→ **What you should do**: Every line in the listing below from the one with "let timestamp = entry.descriptor.timestamp;" through the one with "entry timestamp is" is to be reproduced exactly, both ends included; leave out the rest.

→ **Provided material**:
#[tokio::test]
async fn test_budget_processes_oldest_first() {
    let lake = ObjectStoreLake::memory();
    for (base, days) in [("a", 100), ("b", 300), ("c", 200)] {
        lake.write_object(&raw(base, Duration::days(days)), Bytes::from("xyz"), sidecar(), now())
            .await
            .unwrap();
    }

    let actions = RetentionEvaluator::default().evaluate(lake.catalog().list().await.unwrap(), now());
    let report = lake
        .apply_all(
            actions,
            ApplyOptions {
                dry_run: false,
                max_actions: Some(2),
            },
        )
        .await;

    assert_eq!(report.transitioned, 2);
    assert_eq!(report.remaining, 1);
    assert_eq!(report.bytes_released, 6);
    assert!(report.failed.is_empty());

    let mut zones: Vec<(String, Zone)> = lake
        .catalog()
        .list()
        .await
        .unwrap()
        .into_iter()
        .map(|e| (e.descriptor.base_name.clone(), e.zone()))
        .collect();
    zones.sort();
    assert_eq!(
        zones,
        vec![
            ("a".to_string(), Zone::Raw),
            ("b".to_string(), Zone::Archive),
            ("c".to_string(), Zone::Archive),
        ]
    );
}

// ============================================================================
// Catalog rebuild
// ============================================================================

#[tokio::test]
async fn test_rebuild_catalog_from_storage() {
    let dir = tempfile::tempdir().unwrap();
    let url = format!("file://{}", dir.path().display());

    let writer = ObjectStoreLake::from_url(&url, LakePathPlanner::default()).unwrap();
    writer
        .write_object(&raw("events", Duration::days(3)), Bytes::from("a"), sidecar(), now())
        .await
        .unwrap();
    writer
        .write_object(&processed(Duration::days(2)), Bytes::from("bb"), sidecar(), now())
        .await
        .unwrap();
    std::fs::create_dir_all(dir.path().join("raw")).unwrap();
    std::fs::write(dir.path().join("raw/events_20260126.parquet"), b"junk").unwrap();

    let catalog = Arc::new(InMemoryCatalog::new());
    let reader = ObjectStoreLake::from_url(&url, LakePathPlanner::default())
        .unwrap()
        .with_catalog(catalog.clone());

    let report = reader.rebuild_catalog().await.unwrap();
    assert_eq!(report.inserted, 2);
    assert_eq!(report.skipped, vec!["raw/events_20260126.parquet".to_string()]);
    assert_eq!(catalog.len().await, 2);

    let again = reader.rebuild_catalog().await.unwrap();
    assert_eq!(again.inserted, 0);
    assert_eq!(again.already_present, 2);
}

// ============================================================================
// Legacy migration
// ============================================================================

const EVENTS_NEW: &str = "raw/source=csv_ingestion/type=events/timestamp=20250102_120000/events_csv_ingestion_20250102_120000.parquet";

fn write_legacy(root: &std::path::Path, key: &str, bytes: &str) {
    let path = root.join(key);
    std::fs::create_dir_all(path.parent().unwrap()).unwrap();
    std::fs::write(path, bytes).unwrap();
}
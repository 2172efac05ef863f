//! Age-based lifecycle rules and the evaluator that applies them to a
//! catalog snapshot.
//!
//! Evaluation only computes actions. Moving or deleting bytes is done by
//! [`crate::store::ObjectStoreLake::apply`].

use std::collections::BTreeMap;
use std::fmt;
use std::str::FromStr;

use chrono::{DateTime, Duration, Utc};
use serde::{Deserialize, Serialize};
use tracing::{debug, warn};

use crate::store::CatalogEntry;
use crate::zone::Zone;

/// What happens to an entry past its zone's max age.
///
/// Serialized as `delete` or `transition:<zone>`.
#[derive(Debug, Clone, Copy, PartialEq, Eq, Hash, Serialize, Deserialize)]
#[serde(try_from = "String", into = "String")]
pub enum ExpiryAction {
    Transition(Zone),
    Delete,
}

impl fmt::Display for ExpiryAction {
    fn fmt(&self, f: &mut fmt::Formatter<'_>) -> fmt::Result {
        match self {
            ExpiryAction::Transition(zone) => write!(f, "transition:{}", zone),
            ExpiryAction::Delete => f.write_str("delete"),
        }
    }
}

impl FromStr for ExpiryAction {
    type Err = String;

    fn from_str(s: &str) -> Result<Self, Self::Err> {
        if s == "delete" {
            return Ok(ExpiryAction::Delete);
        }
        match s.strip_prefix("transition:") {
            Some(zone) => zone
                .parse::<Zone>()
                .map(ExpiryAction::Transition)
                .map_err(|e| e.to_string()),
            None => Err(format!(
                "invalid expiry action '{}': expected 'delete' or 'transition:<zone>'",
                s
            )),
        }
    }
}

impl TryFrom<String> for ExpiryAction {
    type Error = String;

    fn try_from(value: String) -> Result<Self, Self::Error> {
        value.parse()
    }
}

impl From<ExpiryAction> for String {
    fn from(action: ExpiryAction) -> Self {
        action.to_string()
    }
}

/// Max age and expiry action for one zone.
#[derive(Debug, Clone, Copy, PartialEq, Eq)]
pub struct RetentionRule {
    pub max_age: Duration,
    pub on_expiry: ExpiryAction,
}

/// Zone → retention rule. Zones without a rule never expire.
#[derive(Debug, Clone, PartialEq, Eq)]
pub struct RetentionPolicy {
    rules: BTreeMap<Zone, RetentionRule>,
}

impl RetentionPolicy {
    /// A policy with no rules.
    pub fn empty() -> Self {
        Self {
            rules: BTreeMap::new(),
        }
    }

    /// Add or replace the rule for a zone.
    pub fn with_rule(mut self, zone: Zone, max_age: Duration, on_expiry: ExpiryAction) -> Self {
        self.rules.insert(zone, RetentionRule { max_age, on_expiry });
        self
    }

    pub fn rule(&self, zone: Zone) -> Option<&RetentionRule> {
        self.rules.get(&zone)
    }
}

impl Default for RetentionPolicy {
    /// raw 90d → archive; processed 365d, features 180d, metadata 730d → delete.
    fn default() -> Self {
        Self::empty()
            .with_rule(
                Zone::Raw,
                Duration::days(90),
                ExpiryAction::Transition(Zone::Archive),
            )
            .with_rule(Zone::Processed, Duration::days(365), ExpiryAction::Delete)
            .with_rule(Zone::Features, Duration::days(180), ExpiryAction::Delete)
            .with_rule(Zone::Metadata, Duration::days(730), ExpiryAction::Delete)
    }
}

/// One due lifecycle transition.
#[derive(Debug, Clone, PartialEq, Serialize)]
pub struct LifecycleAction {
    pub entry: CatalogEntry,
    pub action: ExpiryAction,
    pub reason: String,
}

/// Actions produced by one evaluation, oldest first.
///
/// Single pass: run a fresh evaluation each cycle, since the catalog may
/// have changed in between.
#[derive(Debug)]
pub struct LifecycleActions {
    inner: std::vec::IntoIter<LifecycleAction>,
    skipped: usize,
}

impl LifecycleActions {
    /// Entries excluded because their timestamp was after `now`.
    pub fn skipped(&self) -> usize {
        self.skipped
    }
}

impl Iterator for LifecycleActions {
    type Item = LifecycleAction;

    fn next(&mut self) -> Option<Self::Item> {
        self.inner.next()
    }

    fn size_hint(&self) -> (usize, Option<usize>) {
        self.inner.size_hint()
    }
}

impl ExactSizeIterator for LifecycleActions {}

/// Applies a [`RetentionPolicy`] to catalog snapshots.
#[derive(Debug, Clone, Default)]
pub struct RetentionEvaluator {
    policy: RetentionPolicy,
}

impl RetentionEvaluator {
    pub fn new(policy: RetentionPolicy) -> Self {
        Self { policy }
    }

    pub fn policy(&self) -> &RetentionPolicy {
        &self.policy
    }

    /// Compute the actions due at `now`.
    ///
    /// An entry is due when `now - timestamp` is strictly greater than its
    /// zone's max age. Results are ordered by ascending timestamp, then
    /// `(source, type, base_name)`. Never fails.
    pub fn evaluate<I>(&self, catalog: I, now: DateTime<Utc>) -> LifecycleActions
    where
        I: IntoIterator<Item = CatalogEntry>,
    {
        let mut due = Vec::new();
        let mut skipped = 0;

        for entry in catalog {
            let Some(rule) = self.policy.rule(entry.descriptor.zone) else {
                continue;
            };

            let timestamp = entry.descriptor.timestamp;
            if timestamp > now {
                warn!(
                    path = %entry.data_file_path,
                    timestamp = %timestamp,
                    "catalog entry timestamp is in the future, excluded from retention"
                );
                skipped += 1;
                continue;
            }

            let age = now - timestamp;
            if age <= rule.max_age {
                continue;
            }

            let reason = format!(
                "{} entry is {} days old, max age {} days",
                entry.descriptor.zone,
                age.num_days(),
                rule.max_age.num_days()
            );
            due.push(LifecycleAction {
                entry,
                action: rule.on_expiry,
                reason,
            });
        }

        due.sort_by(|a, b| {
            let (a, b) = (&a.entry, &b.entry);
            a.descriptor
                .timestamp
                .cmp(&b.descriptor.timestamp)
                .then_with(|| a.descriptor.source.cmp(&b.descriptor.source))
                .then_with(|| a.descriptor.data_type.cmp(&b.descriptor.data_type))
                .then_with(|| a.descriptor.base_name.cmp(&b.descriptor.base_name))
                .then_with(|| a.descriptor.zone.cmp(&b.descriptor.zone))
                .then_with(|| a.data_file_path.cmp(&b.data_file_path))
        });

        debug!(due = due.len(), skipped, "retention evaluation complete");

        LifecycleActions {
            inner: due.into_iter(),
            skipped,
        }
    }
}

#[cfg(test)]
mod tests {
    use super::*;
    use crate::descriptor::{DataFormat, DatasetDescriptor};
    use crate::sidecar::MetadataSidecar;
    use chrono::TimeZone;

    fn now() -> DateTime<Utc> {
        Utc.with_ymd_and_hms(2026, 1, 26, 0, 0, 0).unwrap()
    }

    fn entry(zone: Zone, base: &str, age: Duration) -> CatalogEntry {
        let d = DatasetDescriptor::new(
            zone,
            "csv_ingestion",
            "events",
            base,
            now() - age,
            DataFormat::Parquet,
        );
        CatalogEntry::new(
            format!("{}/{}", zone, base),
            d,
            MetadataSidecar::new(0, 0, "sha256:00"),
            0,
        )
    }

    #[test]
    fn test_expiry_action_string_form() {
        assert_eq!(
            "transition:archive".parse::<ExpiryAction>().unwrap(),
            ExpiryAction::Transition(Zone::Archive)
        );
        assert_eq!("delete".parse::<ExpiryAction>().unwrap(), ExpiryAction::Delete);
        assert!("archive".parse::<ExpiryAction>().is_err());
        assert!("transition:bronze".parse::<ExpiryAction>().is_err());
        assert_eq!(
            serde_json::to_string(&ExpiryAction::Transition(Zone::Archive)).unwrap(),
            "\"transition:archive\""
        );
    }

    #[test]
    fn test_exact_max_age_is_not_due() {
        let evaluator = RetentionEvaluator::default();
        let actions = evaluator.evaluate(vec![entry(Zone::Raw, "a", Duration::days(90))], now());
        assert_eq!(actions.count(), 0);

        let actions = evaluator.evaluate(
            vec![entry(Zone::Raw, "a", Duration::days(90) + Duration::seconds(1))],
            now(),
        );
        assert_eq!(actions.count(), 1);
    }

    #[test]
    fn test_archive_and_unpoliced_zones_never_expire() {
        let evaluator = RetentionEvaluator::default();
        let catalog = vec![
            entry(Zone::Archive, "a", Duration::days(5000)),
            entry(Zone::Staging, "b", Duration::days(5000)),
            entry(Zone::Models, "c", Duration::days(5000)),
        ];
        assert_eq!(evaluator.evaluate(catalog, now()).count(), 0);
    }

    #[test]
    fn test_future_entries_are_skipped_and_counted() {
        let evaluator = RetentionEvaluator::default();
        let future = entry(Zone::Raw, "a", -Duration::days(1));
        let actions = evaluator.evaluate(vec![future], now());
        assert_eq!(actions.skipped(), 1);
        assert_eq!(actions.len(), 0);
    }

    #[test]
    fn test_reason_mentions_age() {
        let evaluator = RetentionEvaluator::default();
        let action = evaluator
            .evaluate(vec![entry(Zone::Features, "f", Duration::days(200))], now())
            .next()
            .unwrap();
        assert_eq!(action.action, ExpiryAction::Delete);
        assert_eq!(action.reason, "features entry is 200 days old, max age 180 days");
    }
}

→ **Completed exercise**:
            let timestamp = entry.descriptor.timestamp;
            if timestamp > now {
                warn!(
                    path = %entry.data_file_path,
                    timestamp = %timestamp,
                    "catalog entry timestamp is in the future, excluded from retention"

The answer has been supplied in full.